Two years ago I got a P1S Combo and haven’t looked back. It “just works”, but now I can say that about multicolor prints as well. The main technology improvements of the Bambu over the Prusa for me were the speed and the AMS. Speed was nice, but as far as I’m concerned, the AMS was the real innovation. Not only could it reliably complete multi-color day long print jobs, but I use it as a filament pool. With the integration of the printer interface into Bambu Studio, the only physical interaction that I have with my P1S is to lift jobs off the print bed, and occasionally add a fresh spool of filament. With the Prusa there were always 3 interactions per print job; loading the filament and unloading the print bed and the filament. And the dry box feature of the AMS lets me feel comfortable about leaving filament in it for weeks, and just picking an available color when I want to print something.
The Core One is a good step for Prusa, but they have yet to deal with the filament management issue. I have an XL and I like it. It may be slower than the P1S for single color prints, but it is much faster for multi-color; at under 10 seconds per color switch, no poop, and a minimal purge tower. But it is still 2019 technology relative to filament management. I need to manually load and unload 5 print heads for multi-color prints. This is a lot of babysitting when I’d much rather be doing other things. Bambu has proved that good filament management technology exists, but Prusa hasn’t appeared to pick up on this yet.

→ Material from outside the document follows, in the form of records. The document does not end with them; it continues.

// 该文件是 Agriscan （田间扫描） 项目的一部分。
// src/output/folder_record.rs - 按日期分目录的标注图像输出
//
// 本文件根据 Apache 许可证第 2.0 版（以下简称“许可证”）授权使用；
// 除非遵守该许可证条款，否则您不得使用本文件。
// 您可通过以下网址获取许可证副本：
// http://www.apache.org/licenses/LICENSE-2.0
// 除非适用法律要求或书面同意，根据本许可协议分发的软件均按“原样”提供，
// 不附带任何形式的明示或暗示的保证或条件。
// 有关许可权限与限制的具体条款，请参阅本许可协议。
//
// Copyright (C) 2026 Johann Li <me@qinka.pro>, Wareless Group

use std::path::{Path, PathBuf};
use std::sync::atomic::{AtomicU16, Ordering};

use chrono::{Datelike, Utc};
use image::RgbImage;
use serde_json::Value;
use url::Url;

#[cfg(feature = "save_box_image")]
use crate::output::SaveBoxImageOutput;
#[cfg(feature = "save_polygon_image")]
use crate::output::SavePolygonImageOutput;
#[cfg(any(feature = "save_box_image", feature = "save_polygon_image"))]
use crate::output::draw::Draw;
use crate::config::DrawConfig;
use crate::output::{
  BOX_IMAGE_SCHEME, FOLDER_RECORD_SCHEME, OutputError, POLYGON_IMAGE_SCHEME, Render,
  RenderedImage,
};
use crate::{FromUrl, FromUrlWithScheme};

const DEFAULT_EXTENSION: &str = "jpg";

// 进程内所有目录输出共用，保证同一毫秒内的文件名也不重复
static FRAME_COUNTER: AtomicU16 = AtomicU16::new(0);

/// 目录输出使用的渲染方式
#[derive(Debug, Clone, Copy, PartialEq, Eq, Default)]
pub enum FolderStyle {
  #[default]
  Box,
  Polygon,
}

impl FolderStyle {
  fn suffix(&self) -> &'static str {
    match self {
      FolderStyle::Box => "rf",
      FolderStyle::Polygon => "poly",
    }
  }
}

enum FolderRenderer {
  #[cfg(feature = "save_box_image")]
  Box(SaveBoxImageOutput),
  #[cfg(feature = "save_polygon_image")]
  Polygon(SavePolygonImageOutput),
}

impl FolderRenderer {
  fn with(style: FolderStyle, directory: &Path, config: &DrawConfig) -> Result<Self, OutputError> {
    match style {
      #[cfg(feature = "save_box_image")]
      FolderStyle::Box => Ok(FolderRenderer::Box(SaveBoxImageOutput::new(
        directory.to_path_buf(),
        Draw::new(config),
      ))),
      #[cfg(feature = "save_polygon_image")]
      FolderStyle::Polygon => Ok(FolderRenderer::Polygon(SavePolygonImageOutput::new(
        directory.to_path_buf(),
        Draw::new(config),
      ))),
      #[cfg(not(feature = "save_box_image"))]
      FolderStyle::Box => {
        let _ = (directory, config);
        Err(OutputError::RendererUnavailable(BOX_IMAGE_SCHEME.to_string()))
      }
      #[cfg(not(feature = "save_polygon_image"))]
      FolderStyle::Polygon => {
        let _ = (directory, config);
        Err(OutputError::RendererUnavailable(POLYGON_IMAGE_SCHEME.to_string()))
      }
    }
  }
}

/// 每次渲染在 `目录/年/月/日/` 下生成不重复的文件名
pub struct FolderRecordOutput {
  directory: PathBuf,
  style: FolderStyle,
  extension: String,
  renderer: FolderRenderer,
}

impl FromUrlWithScheme for FolderRecordOutput {
  const SCHEME: &'static str = FOLDER_RECORD_SCHEME;
}

impl FromUrl for FolderRecordOutput {
  type Error = OutputError;

  fn from_url(url: &Url) -> Result<Self, Self::Error> {
    Self::from_url_with_config(url, &DrawConfig::default())
  }
}

impl FolderRecordOutput {
  pub fn from_url_with_config(url: &Url, config: &DrawConfig) -> Result<Self, OutputError> {
    if url.scheme() != Self::SCHEME {
      return Err(OutputError::SchemeMismatch(format!(
        "期望保存方式 '{}', 实际保存方式 '{}'",
        Self::SCHEME,
        url.scheme()
      )));
    }

    let directory = urlencoding::decode(url.path())
      .map_err(|err| OutputError::InvalidPath(format!("{}: {}", url, err)))?;
    let directory = directory.trim_end_matches('/');
    if directory.is_empty() {
      return Err(OutputError::InvalidPath(url.to_string()));
    }

    let mut style = FolderStyle::default();
    let mut extension = DEFAULT_EXTENSION.to_string();
    for (key, value) in url.query_pairs() {
      match &*key {
        "style" if value == POLYGON_IMAGE_SCHEME => style = FolderStyle::Polygon,
        "style" if value == "box" || value == BOX_IMAGE_SCHEME => style = FolderStyle::Box,
        "style" => {
          return Err(OutputError::InvalidPath(format!("未知的渲染方式: {}", value)));
        }
        "ext" if !value.is_empty() => extension = value.trim_start_matches('.').to_lowercase(),
        _ => {}
      }
    }

    let directory = PathBuf::from(directory);
    let renderer = FolderRenderer::with(style, &directory, config)?;
    Ok(FolderRecordOutput {
      directory,
      style,
      extension,
      renderer,
    })
  }

  pub fn style(&self) -> FolderStyle {
    self.style
  }

  fn frame_id() -> u16 {
    FRAME_COUNTER.fetch_add(1, Ordering::Relaxed).wrapping_add(1)
  }

  /// 下一个输出文件路径
  pub fn frame_path(&self) -> PathBuf {
    let now = Utc::now();
    self
      .directory
      .join(now.year().to_string())
      .join(format!("{:02}", now.month()))
      .join(format!("{:02}", now.day()))
      .join(format!(
        "{}-{:04X}_{}.{}",
        now.format("%H-%M-%S-%3f"),
        Self::frame_id(),
        self.style.suffix(),
        self.extension
      ))
  }
}

impl Render<RgbImage, [Value]> for FolderRecordOutput {
  type Error = OutputError;

  fn render_result(
    &self,
    image: &RgbImage,
    result: &[Value],
  ) -> Result<RenderedImage, Self::Error> {
    let path = self.frame_path();
    match &self.renderer {
      #[cfg(feature = "save_box_image")]
      FolderRenderer::Box(output) => output.render_into(image, result, &path),
      #[cfg(feature = "save_polygon_image")]
      FolderRenderer::Polygon(output) => output.render_into(image, result, &path),
      #[allow(unreachable_patterns)]
      _ => {
        let _ = (image, result, path);
        Err(OutputError::RendererUnavailable(FOLDER_RECORD_SCHEME.to_string()))
      }
    }
  }
}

When I finally sold my MK3S I had over 13,000 hours on it, and I felt comfortable selling it because it was still reliable and generating great prints. I put a deposit down on the XL the day after it was announced, but it was over 2 years before it was finally delivered. So far it has proved to be just as reliable as my old MK3. I am still a Prusa fan, but I feel that Bambu has really raised the bar for what one can expect from a modern consumer 3D printer.
Being more interested in printing, than printers, I don’t really care about whether something is open sourced or not. I just want a reliable printer. And ceasing to support the P1S in 2028 is sort of concerning, but given the rate of innovation in the 3D printing industry, I will probably have moved on by then.